[Dataset items]
•••

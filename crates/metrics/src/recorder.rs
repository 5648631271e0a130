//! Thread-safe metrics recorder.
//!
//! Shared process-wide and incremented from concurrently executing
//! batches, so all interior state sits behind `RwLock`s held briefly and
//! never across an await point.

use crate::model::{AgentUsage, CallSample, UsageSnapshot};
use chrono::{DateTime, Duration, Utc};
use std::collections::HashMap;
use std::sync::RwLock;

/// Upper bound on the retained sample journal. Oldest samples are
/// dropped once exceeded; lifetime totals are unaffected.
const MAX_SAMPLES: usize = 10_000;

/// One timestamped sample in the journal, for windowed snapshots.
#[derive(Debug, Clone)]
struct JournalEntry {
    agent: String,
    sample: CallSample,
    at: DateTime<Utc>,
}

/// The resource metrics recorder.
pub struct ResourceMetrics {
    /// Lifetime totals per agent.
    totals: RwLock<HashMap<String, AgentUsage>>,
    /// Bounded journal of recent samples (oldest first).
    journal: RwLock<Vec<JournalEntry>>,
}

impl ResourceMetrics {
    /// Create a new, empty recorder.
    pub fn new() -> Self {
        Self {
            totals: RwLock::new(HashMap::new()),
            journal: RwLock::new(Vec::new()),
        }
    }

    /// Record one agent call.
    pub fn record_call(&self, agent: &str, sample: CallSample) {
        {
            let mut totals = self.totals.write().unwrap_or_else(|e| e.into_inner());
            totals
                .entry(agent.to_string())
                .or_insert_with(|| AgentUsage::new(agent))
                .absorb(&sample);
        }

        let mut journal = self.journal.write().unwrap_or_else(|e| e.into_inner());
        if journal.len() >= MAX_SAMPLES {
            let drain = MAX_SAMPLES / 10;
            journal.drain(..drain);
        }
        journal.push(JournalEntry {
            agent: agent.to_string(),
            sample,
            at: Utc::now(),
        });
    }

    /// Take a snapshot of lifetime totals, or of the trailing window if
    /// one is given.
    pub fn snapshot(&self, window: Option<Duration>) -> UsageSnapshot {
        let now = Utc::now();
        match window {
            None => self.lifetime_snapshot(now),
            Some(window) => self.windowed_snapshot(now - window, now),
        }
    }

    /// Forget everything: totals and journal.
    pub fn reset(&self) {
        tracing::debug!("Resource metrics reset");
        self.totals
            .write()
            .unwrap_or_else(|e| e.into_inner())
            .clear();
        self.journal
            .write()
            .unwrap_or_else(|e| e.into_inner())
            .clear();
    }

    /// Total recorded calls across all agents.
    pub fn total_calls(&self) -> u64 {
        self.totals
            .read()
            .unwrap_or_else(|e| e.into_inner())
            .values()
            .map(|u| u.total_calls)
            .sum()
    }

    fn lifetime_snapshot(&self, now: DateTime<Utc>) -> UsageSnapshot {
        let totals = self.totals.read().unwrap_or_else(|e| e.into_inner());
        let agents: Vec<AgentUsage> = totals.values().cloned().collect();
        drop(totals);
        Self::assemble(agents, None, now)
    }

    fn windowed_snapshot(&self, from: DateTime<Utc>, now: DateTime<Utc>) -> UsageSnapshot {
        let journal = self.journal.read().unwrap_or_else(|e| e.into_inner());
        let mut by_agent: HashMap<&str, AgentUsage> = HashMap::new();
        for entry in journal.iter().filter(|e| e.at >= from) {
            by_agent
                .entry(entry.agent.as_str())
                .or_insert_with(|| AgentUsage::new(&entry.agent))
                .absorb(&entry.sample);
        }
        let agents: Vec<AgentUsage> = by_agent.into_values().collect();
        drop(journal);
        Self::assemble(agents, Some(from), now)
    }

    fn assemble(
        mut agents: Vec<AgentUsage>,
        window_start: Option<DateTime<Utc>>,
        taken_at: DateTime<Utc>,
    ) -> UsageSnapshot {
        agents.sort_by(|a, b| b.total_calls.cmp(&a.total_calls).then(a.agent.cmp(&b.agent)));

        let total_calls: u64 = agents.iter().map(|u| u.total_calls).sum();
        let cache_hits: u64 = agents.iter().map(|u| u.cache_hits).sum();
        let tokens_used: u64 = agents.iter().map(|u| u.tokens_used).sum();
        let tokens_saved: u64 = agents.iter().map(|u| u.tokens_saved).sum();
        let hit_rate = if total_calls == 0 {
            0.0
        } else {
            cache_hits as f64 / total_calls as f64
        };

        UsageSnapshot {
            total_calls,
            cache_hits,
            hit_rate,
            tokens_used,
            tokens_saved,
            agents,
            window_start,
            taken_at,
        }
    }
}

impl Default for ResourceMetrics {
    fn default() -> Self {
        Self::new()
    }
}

•••

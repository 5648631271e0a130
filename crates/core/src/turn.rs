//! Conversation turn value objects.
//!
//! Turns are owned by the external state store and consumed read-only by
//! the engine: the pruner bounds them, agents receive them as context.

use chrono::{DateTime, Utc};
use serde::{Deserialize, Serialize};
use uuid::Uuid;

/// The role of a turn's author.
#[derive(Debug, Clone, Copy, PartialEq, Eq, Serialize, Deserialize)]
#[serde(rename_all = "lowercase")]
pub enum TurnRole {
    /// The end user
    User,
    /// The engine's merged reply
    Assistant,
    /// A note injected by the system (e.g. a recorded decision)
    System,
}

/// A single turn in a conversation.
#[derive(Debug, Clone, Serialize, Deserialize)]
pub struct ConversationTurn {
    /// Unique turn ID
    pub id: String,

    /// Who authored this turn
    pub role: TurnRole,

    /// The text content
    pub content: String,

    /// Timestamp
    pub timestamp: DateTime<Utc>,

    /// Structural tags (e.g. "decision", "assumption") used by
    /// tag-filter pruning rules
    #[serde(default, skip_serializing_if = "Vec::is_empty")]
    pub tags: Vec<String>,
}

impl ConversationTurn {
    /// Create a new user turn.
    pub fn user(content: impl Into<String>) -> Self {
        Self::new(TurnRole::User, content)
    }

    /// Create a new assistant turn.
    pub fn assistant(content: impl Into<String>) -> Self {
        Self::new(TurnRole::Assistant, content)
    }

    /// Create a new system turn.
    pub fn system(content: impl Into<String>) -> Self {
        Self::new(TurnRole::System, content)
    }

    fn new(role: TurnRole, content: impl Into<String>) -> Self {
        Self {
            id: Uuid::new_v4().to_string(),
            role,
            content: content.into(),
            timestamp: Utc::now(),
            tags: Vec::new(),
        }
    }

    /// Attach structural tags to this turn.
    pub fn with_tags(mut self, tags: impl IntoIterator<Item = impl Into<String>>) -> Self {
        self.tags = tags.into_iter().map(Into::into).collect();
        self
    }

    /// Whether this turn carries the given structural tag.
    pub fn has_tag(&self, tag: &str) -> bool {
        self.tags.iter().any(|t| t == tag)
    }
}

•••

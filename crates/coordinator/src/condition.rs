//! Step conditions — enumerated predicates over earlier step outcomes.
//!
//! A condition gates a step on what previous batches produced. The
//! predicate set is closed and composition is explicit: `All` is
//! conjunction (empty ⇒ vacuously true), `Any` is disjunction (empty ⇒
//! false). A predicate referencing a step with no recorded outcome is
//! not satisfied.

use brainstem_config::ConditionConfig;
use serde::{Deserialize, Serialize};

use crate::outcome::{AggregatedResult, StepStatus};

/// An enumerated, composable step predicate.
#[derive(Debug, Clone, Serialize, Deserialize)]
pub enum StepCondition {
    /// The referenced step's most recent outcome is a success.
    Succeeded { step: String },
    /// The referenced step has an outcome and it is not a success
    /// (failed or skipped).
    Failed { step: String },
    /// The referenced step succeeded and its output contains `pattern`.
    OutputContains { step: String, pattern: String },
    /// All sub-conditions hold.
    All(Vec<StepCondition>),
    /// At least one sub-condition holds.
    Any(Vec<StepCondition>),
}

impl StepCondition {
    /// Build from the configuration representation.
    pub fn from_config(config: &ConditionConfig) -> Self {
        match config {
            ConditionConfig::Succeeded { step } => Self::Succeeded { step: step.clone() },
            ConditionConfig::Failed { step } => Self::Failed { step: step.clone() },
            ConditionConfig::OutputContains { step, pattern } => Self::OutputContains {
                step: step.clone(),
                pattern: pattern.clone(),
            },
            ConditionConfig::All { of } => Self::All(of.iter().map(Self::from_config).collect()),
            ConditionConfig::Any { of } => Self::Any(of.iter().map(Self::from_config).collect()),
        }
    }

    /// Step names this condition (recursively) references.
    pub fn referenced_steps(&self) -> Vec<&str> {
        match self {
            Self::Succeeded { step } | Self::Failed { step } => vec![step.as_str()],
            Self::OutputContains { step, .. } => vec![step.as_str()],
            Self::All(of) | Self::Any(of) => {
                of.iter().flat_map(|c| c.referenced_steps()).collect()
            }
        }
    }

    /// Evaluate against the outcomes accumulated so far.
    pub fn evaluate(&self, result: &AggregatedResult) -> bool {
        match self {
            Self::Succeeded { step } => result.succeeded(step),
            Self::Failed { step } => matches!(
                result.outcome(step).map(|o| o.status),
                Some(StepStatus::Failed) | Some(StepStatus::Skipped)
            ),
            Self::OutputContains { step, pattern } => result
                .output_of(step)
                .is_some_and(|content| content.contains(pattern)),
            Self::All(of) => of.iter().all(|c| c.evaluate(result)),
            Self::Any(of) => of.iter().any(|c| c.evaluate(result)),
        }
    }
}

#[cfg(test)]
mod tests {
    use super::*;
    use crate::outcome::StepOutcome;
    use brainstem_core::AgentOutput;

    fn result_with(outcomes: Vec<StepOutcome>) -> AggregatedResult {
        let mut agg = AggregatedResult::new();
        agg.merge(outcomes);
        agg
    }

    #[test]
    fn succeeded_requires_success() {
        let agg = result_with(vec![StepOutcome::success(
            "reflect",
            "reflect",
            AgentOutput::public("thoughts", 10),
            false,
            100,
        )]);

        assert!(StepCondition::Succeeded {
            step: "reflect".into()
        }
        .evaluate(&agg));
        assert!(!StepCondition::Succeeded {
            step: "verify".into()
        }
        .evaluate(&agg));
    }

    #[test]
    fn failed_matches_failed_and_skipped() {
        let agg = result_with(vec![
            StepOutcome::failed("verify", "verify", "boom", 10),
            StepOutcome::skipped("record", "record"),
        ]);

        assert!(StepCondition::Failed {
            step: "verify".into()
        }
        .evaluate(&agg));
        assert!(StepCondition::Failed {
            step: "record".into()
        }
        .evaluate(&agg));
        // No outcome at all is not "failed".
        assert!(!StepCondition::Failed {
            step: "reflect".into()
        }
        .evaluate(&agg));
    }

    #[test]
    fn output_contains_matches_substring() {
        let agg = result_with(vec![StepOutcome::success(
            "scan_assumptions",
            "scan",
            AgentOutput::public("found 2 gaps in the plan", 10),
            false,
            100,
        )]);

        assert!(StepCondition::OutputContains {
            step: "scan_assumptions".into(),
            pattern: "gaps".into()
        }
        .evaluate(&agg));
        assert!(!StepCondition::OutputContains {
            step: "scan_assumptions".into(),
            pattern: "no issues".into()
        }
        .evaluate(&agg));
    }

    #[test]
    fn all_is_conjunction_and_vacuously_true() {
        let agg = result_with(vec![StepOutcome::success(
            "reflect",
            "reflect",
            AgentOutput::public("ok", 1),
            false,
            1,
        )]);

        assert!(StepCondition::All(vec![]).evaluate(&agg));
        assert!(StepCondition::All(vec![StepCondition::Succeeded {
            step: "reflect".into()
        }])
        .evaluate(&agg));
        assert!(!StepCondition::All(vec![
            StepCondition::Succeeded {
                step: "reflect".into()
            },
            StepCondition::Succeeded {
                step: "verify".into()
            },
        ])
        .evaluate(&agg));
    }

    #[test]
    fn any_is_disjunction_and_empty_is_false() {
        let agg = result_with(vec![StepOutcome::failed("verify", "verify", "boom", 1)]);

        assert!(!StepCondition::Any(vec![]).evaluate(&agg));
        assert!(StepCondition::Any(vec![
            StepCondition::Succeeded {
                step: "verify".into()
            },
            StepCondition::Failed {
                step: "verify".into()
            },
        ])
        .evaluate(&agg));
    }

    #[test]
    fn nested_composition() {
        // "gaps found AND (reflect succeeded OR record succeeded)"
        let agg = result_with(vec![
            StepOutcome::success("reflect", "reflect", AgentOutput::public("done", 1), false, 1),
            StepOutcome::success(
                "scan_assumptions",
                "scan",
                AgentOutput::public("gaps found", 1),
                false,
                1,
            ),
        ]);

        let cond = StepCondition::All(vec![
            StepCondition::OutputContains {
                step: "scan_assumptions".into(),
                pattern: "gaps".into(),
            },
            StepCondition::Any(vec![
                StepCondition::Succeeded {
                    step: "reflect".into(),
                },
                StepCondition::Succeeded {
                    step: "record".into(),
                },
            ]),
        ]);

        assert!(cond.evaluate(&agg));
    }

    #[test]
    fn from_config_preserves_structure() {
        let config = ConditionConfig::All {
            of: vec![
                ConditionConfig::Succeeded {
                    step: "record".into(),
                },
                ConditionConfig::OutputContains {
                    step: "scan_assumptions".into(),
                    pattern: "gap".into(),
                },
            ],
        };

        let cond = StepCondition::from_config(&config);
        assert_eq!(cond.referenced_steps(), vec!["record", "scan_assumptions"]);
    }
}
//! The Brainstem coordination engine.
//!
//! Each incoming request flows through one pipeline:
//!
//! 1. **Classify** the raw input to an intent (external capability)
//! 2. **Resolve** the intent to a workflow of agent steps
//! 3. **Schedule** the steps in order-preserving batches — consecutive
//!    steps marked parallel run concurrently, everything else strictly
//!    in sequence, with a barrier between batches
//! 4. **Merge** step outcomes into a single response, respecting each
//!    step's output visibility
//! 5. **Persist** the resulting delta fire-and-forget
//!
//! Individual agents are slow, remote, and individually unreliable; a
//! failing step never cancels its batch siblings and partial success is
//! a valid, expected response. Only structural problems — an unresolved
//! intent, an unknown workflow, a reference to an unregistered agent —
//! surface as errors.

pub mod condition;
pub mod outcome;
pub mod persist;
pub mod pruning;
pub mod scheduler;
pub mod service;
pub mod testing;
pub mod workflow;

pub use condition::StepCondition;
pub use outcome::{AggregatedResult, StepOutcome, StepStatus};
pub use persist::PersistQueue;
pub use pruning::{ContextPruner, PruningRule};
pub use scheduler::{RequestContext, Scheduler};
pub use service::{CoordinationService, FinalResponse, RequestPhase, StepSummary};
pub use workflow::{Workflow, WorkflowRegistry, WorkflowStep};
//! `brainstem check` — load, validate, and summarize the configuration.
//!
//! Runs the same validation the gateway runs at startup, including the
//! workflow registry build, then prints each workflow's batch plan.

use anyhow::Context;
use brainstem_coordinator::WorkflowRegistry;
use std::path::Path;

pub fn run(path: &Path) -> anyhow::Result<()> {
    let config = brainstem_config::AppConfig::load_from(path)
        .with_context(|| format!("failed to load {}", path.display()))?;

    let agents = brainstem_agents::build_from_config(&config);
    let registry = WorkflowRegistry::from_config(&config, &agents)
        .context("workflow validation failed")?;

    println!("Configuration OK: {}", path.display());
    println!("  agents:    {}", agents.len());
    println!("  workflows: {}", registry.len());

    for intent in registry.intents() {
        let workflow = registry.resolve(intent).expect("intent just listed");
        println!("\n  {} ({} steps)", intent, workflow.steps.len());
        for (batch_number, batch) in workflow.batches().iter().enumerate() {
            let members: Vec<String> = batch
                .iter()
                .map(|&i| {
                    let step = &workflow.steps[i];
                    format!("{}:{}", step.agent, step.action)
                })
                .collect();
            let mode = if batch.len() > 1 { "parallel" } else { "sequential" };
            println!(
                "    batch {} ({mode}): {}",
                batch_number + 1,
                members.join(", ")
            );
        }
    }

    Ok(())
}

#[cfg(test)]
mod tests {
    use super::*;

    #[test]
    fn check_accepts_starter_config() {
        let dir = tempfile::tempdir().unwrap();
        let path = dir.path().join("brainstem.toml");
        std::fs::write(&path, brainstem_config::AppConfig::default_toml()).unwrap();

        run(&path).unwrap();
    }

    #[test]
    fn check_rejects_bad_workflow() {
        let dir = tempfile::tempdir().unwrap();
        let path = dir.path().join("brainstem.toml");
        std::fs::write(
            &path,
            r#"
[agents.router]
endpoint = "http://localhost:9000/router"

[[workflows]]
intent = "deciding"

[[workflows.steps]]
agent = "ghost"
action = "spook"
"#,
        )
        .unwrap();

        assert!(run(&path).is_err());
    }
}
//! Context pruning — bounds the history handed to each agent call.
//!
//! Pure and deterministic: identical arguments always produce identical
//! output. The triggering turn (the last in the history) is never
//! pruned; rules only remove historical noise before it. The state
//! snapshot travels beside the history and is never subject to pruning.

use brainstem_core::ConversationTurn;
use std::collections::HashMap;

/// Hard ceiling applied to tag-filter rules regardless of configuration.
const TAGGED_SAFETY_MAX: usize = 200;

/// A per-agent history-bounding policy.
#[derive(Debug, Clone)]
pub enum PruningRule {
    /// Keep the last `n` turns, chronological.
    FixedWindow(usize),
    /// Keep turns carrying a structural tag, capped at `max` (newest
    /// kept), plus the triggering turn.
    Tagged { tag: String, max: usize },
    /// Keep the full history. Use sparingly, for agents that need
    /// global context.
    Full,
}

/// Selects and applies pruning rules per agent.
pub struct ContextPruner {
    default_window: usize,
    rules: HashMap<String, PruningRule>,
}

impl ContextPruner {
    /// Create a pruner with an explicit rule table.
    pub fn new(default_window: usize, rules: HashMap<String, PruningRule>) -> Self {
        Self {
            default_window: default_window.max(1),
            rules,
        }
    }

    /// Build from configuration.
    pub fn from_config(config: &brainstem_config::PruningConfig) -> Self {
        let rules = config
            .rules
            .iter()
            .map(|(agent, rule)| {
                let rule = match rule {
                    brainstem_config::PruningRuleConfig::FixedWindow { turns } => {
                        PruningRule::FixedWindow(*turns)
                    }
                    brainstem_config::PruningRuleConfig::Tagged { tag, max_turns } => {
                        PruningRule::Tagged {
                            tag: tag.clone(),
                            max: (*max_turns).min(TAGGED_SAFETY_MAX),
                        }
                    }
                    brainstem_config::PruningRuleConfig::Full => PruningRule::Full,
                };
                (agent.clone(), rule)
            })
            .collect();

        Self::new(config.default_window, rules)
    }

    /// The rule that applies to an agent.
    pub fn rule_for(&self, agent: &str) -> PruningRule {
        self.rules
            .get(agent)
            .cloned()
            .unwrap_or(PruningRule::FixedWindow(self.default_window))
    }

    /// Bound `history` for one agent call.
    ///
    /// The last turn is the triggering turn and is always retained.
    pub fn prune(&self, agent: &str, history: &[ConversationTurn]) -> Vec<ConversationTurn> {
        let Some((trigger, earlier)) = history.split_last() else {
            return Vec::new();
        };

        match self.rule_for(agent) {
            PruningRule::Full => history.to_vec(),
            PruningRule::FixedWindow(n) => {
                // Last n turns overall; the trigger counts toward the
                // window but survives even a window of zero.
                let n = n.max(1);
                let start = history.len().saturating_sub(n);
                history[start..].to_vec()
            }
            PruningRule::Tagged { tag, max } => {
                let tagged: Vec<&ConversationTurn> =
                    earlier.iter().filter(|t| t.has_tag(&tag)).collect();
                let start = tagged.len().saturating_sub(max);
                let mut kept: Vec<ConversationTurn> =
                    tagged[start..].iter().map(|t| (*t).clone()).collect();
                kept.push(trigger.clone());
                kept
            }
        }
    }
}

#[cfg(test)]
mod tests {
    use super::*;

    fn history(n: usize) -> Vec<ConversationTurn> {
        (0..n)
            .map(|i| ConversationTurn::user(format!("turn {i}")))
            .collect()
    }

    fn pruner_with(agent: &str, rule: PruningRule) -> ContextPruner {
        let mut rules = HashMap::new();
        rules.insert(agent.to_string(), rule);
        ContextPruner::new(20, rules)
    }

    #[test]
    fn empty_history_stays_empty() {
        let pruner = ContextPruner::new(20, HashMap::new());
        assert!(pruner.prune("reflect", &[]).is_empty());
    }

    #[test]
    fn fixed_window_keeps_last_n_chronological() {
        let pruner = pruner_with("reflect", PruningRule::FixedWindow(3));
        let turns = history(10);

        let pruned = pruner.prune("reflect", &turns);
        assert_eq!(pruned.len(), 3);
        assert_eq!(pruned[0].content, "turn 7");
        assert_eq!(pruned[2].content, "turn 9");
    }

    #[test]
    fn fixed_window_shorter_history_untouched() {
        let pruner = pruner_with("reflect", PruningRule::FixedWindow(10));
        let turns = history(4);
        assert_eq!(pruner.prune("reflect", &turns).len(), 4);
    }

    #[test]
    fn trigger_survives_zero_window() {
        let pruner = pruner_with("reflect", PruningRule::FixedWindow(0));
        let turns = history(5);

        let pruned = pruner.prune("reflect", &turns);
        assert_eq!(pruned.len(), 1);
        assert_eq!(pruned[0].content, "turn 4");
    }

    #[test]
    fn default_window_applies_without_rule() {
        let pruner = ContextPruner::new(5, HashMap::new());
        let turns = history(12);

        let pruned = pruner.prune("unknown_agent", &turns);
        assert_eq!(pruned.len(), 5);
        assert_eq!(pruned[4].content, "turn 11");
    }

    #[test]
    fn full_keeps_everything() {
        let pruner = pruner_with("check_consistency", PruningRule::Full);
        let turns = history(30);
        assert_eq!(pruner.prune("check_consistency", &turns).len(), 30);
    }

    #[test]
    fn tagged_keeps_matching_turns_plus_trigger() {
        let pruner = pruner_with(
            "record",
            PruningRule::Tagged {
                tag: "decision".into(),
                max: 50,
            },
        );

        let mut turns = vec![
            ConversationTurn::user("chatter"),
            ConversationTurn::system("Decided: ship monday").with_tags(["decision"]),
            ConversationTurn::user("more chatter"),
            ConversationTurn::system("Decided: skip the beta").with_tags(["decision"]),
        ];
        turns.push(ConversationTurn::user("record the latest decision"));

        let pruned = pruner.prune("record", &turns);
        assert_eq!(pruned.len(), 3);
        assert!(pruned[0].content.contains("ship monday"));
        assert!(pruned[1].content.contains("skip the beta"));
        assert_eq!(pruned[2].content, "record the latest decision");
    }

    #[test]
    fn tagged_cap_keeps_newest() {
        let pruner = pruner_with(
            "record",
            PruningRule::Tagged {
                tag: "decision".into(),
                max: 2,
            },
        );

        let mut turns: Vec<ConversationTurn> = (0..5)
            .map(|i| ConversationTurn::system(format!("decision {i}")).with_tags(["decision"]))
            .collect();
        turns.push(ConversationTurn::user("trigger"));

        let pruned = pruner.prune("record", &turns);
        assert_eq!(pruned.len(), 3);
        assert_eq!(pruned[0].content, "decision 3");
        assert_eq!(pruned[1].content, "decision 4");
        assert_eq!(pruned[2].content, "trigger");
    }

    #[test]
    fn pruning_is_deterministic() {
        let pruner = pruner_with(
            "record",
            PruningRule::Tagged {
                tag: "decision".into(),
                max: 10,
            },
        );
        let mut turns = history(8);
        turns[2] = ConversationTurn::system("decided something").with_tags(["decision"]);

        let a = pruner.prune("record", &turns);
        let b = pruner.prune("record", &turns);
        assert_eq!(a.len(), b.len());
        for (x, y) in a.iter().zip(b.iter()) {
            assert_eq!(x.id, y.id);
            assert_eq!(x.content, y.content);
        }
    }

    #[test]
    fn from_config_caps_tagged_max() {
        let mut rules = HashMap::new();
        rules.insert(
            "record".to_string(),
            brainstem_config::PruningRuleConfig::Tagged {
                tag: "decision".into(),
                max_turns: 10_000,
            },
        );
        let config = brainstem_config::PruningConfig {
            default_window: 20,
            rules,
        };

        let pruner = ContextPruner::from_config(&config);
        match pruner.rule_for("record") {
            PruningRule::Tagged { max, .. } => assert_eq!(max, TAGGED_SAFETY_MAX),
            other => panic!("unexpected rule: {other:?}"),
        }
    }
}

•••

Task description
Retrieve each line of the data in which the word "that" can be found.

Result of this exercise
    /// Keep the full history. Use sparingly, for agents that need
    /// The rule that applies to an agent.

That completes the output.